**Problem**:
Please copy every line with the string "PullRequestProvider" from the entries below.

============

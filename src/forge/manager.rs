//! Manager that wraps forge implementations
use async_trait::async_trait;
use log::*;
use std::{collections::HashSet, sync::Arc};

use crate::{
    Result,
    forge::{
        traits::{Forge, PullRequestProvider},
        types::PullRequest,
    },
    repo::Repository,
};

/// Pull request provider that finds candidate numbers in local history and
/// resolves them against the forge. A pull request is kept only when its
/// merge commit is one of the candidate commits in the range.
pub struct ForgeManager {
    forge: Box<dyn Forge>,
    repo: Arc<dyn Repository>,
}

impl ForgeManager {
    pub fn new(forge: Box<dyn Forge>, repo: Arc<dyn Repository>) -> Self {
        Self { forge, repo }
    }
}

#[async_trait]
impl PullRequestProvider for ForgeManager {
    async fn merged_pull_requests(
        &self,
        owner: &str,
        repo: &str,
        from: &str,
        to: &str,
    ) -> Result<Vec<PullRequest>> {
        if owner.is_empty() || repo.is_empty() {
            warn!("remote owner/repo unknown: skipping pull request lookup");
            return Ok(vec![]);
        }

        let commits = self.repo.pull_request_commits(from, to).await?;

        debug!(
            "found {} pull request candidates in range {from}..{to}",
            commits.len()
        );

        let range_shas = commits
            .iter()
            .map(|commit| commit.sha.as_str())
            .collect::<HashSet<&str>>();

        let in_range = |pr: &PullRequest| {
            pr.merge_commit_sha
                .as_deref()
                .is_some_and(|sha| range_shas.contains(sha))
        };

        let mut seen = HashSet::new();
        let mut pull_requests = vec![];

        for number in commits.iter().map(|commit| commit.number) {
            if !seen.insert(number) {
                continue;
            }

            match self.forge.get_pull_request(owner, repo, number).await {
                Ok(Some(pr)) if pr.merged_at.is_none() => {
                    debug!("pull request #{number} is not merged: skipping")
                }
                Ok(Some(pr)) if in_range(&pr) => pull_requests.push(pr),
                Ok(Some(_)) => {
                    debug!(
                        "pull request #{number} merged outside {from}..{to}: skipping"
                    )
                }
                Ok(None) => warn!("pull request #{number} not found"),
                Err(err) => {
                    warn!("failed to get pull request #{number}: {err}")
                }
            }
        }

        // stable: pull requests sharing a merge time keep history order
        pull_requests.sort_by_key(|pr| pr.merged_at);

        Ok(pull_requests)
    }
}

#[cfg(test)]
mod tests {
    use super::*;
    use crate::{
        error::GhchError,
        forge::traits::MockForge,
        repo::{MockRepository, PullRequestCommit},
        test_helpers::*,
    };

    /// Candidate commits whose shas match the test pull request fixtures.
    fn pr_commits(numbers: &[u64]) -> Vec<PullRequestCommit> {
        numbers
            .iter()
            .map(|number| PullRequestCommit {
                number: *number,
                sha: format!("{number:040x}"),
            })
            .collect()
    }

    fn manager(forge: MockForge, repo: MockRepository) -> ForgeManager {
        ForgeManager::new(Box::new(forge), Arc::new(repo))
    }

    #[tokio::test]
    async fn returns_empty_without_owner_or_repo() {
        let mock_forge = MockForge::new();
        let mut mock_repo = MockRepository::new();
        mock_repo.expect_pull_request_commits().never();

        let manager = manager(mock_forge, mock_repo);

        let prs = manager
            .merged_pull_requests("", "widget", "v1.0.0", "v1.1.0")
            .await
            .unwrap();
        assert!(prs.is_empty());
    }

    #[tokio::test]
    async fn orders_by_merge_time_and_removes_duplicates() {
        let mut mock_repo = MockRepository::new();
        mock_repo
            .expect_pull_request_commits()
            .withf(|from, to| from == "v1.0.0" && to == "v1.1.0")
            .returning(|_, _| Ok(pr_commits(&[3, 1, 3, 2])));

        let mut mock_forge = MockForge::new();
        mock_forge
            .expect_get_pull_request()
            .times(3)
            .returning(|_, _, number| {
                let day = match number {
                    1 => 12,
                    2 => 10,
                    _ => 11,
                };
                Ok(Some(create_test_pull_request(
                    number,
                    &format!("pr {number}"),
                    "alice",
                    Some(test_time(2024, 1, day)),
                )))
            });

        let manager = manager(mock_forge, mock_repo);

        let prs = manager
            .merged_pull_requests("acme", "widget", "v1.0.0", "v1.1.0")
            .await
            .unwrap();

        let numbers = prs.iter().map(|pr| pr.number).collect::<Vec<u64>>();
        assert_eq!(numbers, vec![2, 3, 1]);
    }

    #[tokio::test]
    async fn skips_unmerged_missing_and_failed_lookups() {
        let mut mock_repo = MockRepository::new();
        mock_repo
            .expect_pull_request_commits()
            .returning(|_, _| Ok(pr_commits(&[1, 2, 3, 4])));

        let mut mock_forge = MockForge::new();
        mock_forge
            .expect_get_pull_request()
            .returning(|_, _, number| match number {
                1 => Ok(Some(create_test_pull_request(
                    1,
                    "merged",
                    "alice",
                    Some(test_time(2024, 1, 1)),
                ))),
                2 => Ok(Some(create_test_pull_request(
                    2, "closed", "bob", None,
                ))),
                3 => Ok(None),
                _ => Err(GhchError::forge("boom")),
            });

        let manager = manager(mock_forge, mock_repo);

        let prs = manager
            .merged_pull_requests("acme", "widget", "", "")
            .await
            .unwrap();

        assert_eq!(prs.len(), 1);
        assert_eq!(prs[0].number, 1);
        assert_eq!(prs[0].title, "merged");
    }

    #[tokio::test]
    async fn propagates_history_errors() {
        let mut mock_repo = MockRepository::new();
        mock_repo
            .expect_pull_request_commits()
            .returning(|_, _| Err(GhchError::unresolved("nope")));

        let manager = manager(MockForge::new(), mock_repo);

        let result = manager
            .merged_pull_requests("acme", "widget", "nope", "")
            .await;

        assert!(matches!(result, Err(GhchError::UnresolvedRevision(_))));
    }

    #[tokio::test]
    async fn skips_pull_requests_merged_outside_the_range() {
        let mut mock_repo = MockRepository::new();
        mock_repo.expect_pull_request_commits().returning(|_, _| {
            Ok(vec![
                // cherry-pick of #10: same subject, different commit
                PullRequestCommit {
                    number: 10,
                    sha: "c".repeat(40),
                },
                PullRequestCommit {
                    number: 11,
                    sha: format!("{:040x}", 11),
                },
            ])
        });

        let mut mock_forge = MockForge::new();
        mock_forge
            .expect_get_pull_request()
            .times(2)
            .returning(|_, _, number| {
                Ok(Some(create_test_pull_request(
                    number,
                    &format!("pr {number}"),
                    "alice",
                    Some(test_time(2024, 1, 1)),
                )))
            });

        let manager = manager(mock_forge, mock_repo);

        let prs = manager
            .merged_pull_requests("acme", "widget", "v1.0.0", "v1.0.1")
            .await
            .unwrap();

        let numbers = prs.iter().map(|pr| pr.number).collect::<Vec<u64>>();
        assert_eq!(numbers, vec![11]);
    }

    #[tokio::test]
    async fn skips_pull_requests_without_merge_commit() {
        let mut mock_repo = MockRepository::new();
        mock_repo
            .expect_pull_request_commits()
            .returning(|_, _| Ok(pr_commits(&[5])));

        let mut mock_forge = MockForge::new();
        mock_forge.expect_get_pull_request().returning(|_, _, number| {
            let mut pr = create_test_pull_request(
                number,
                "no sha",
                "alice",
                Some(test_time(2024, 1, 1)),
            );
            pr.merge_commit_sha = None;
            Ok(Some(pr))
        });

        let manager = manager(mock_forge, mock_repo);

        let prs = manager
            .merged_pull_requests("acme", "widget", "", "")
            .await
            .unwrap();

        assert!(prs.is_empty());
    }
}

============

**Written response**:
        traits::{Forge, PullRequestProvider},
impl PullRequestProvider for ForgeManager {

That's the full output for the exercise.